The Frances Lehman Loeb Art Center, commonly known as the Loeb, is a teaching museum, major art repository, and exhibition space on the campus of Vassar College, in Poughkeepsie, New York, United States. It was founded in 1864 as the Vassar College Art Gallery. It displays works from antiquity to contemporary times. Vassar was the first college or university in the country to include an art museum as part of its original plan. The current 36000 sqft facility was designed by César Pelli and named in honor of the new building’s primary donor Frances Lehman Loeb, a member of the Class of 1928.

The Lehman Loeb Art Center’s collections chart the history of art from antiquity to the present and comprise over 18,000 works, including paintings, sculptures, drawings, prints, photographs, textiles, and glass and ceramic wares. Teaching students and working as an important tangible complement to the curriculum is the main focus of the collection. Notable holdings include the Warburg Collection of Old Master prints, an important group of Hudson River School paintings given by Matthew Vassar at the college’s inception, and a wide range of works by major European and American twentieth-century painters.
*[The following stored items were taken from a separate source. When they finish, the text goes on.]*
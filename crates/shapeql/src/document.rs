//! Compile results and operation documents.

use crate::error::CompileError;
use crate::value::Value;
use serde::Serialize;

/// Output of one compilation.
#[derive(Debug, Clone, PartialEq, Serialize)]
pub struct Compiled {
    /// The root selection set, starting with `{`.
    pub body: String,
    /// Variables in first-encounter order.
    pub variables: Vec<Variable>,
    /// Fragment definitions in registration order. A fragment always comes
    /// after the fragments it spreads.
    pub fragments: Vec<Fragment>,
}

/// A variable collected from argument placeholders.
#[derive(Debug, Clone, PartialEq, Serialize)]
pub struct Variable {
    pub name: String,
    pub declared_type: Option<String>,
    /// Field paths (`/`-joined) of every argument using this variable.
    pub usage_paths: Vec<String>,
    #[serde(skip_serializing_if = "Option::is_none")]
    pub default: Option<Value>,
}

impl Variable {
    pub fn has_default(&self) -> bool {
        self.default.is_some()
    }
}

/// A named fragment extracted from a reused shape.
#[derive(Debug, Clone, PartialEq, Eq, Serialize)]
pub struct Fragment {
    pub name: String,
    pub target_type: String,
    /// Full definition: `fragment Name on Type{...}`.
    pub body: String,
}

#[derive(Debug, Clone, Copy, PartialEq, Eq)]
pub enum OperationKind {
    Query,
    Mutation,
}

impl OperationKind {
    pub fn keyword(self) -> &'static str {
        match self {
            OperationKind::Query => "query",
            OperationKind::Mutation => "mutation",
        }
    }
}

impl Compiled {
    /// Assemble a full operation document: fragment definitions first, then
    /// the operation with its variable declarations and the body.
    pub fn to_document(&self, kind: OperationKind, name: Option<&str>) -> Result<String, CompileError> {
        let mut doc = String::new();
        for fragment in &self.fragments {
            doc.push_str(&fragment.body);
            doc.push('\n');
        }

        doc.push_str(kind.keyword());
        if let Some(name) = name.filter(|n| !n.is_empty()) {
            doc.push(' ');
            doc.push_str(name);
        }

        if !self.variables.is_empty() {
            let mut declarations = Vec::with_capacity(self.variables.len());
            for variable in &self.variables {
                let ty = variable
                    .declared_type
                    .as_deref()
                    .ok_or_else(|| CompileError::MissingVariableType {
                        name: variable.name.clone(),
                    })?;
                let mut declaration = format!("${}: {}", variable.name, ty);
                if let Some(default) = &variable.default {
                    declaration.push_str(" = ");
                    declaration.push_str(&default.to_default());
                }
                declarations.push(declaration);
            }
            doc.push('(');
            doc.push_str(&declarations.join(", "));
            doc.push(')');
        }

        doc.push(' ');
        doc.push_str(&self.body);
        Ok(doc)
    }

    pub fn to_query_document(&self, name: Option<&str>) -> Result<String, CompileError> {
        self.to_document(OperationKind::Query, name)
    }

    pub fn to_mutation_document(&self, name: Option<&str>) -> Result<String, CompileError> {
        self.to_document(OperationKind::Mutation, name)
    }
}

#[cfg(test)]
mod tests {
    use super::*;

    fn variable(name: &str, ty: Option<&str>, default: Option<Value>) -> Variable {
        Variable {
            name: name.to_string(),
            declared_type: ty.map(str::to_string),
            usage_paths: vec!["items".to_string()],
            default,
        }
    }

    #[test]
    fn bare_query() {
        let compiled = Compiled {
            body: "{\n  id\n}".to_string(),
            variables: vec![],
            fragments: vec![],
        };
        assert_eq!(compiled.to_query_document(None).unwrap(), "query {\n  id\n}");
        assert_eq!(
            compiled.to_mutation_document(Some("Touch")).unwrap(),
            "mutation Touch {\n  id\n}"
        );
    }

    #[test]
    fn variables_and_fragments() {
        let compiled = Compiled {
            body: "{\n  items(first: $first){ ...Item }\n}".to_string(),
            variables: vec![
                variable("first", Some("Int!"), None),
                variable("order", Some("Order"), Some(Value::Enum("DESC".to_string()))),
                variable("after", Some("String"), Some(Value::Null)),
            ],
            fragments: vec![Fragment {
                name: "Item".to_string(),
                target_type: "Item".to_string(),
                body: "fragment Item on Item{\n  id\n}".to_string(),
            }],
        };
        assert_eq!(
            compiled.to_query_document(Some("Items")).unwrap(),
            "fragment Item on Item{\n  id\n}\nquery Items($first: Int!, $order: Order = DESC, $after: String = null) {\n  items(first: $first){ ...Item }\n}"
        );
    }

    #[test]
    fn untyped_variable_cannot_be_declared() {
        let compiled = Compiled {
            body: "{\n  list(query: $list_query)\n}".to_string(),
            variables: vec![variable("list_query", None, None)],
            fragments: vec![],
        };
        let err = compiled.to_query_document(None).unwrap_err();
        assert!(matches!(err, CompileError::MissingVariableType { name } if name == "list_query"));
    }

    #[test]
    fn has_default() {
        assert!(variable("a", Some("Int"), Some(Value::Int(1))).has_default());
        assert!(!variable("a", Some("Int"), None).has_default());
    }

    #[test]
    fn serializes_for_tooling() {
        let compiled = Compiled {
            body: "{\n  id\n}".to_string(),
            variables: vec![variable("id", Some("ID!"), None)],
            fragments: vec![],
        };
        let json = serde_json::to_value(&compiled).unwrap();
        assert_eq!(json["variables"][0]["declared_type"], "ID!");
        assert_eq!(json["variables"][0]["usage_paths"][0], "items");
        assert!(json["variables"][0].get("default").is_none());
    }
}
==Significant collections==
At the time of its founding, the collection's largest holding was a large group of Hudson River School paintings. These were donated by Matthew Vassar himself who purchased them from the Rev. Elias Magoon of Albany, New York. The collection, named for Magoon, includes the work of Frederic Church, Asher Durand, and Joseph Mallord William Turner.

The Warburg Collection of Old Master prints features works by Albrecht Dürer and Rembrandt van Rijn. They were given to Vassar's collection in 1941 by Felix Warburg.

Perhaps the greatest strength of the art collection housed by the Frances Lehman Loeb Art Center is its 20th-century works by European and American artists. Included in this group are significant works by Pablo Picasso, Balthus, Arthur Dove, Ian Hornak, Alfred Stieglitz and Georgia O'Keeffe, Francis Bacon, Jackson Pollock, Alexander Calder, Nancy Graves, and Marsden Hartley.

The museum is home to the mummified remains of an ancient Egyptian by the name of Shepen-Min, the son of Pahat, who is housed at the Berkshire Museum.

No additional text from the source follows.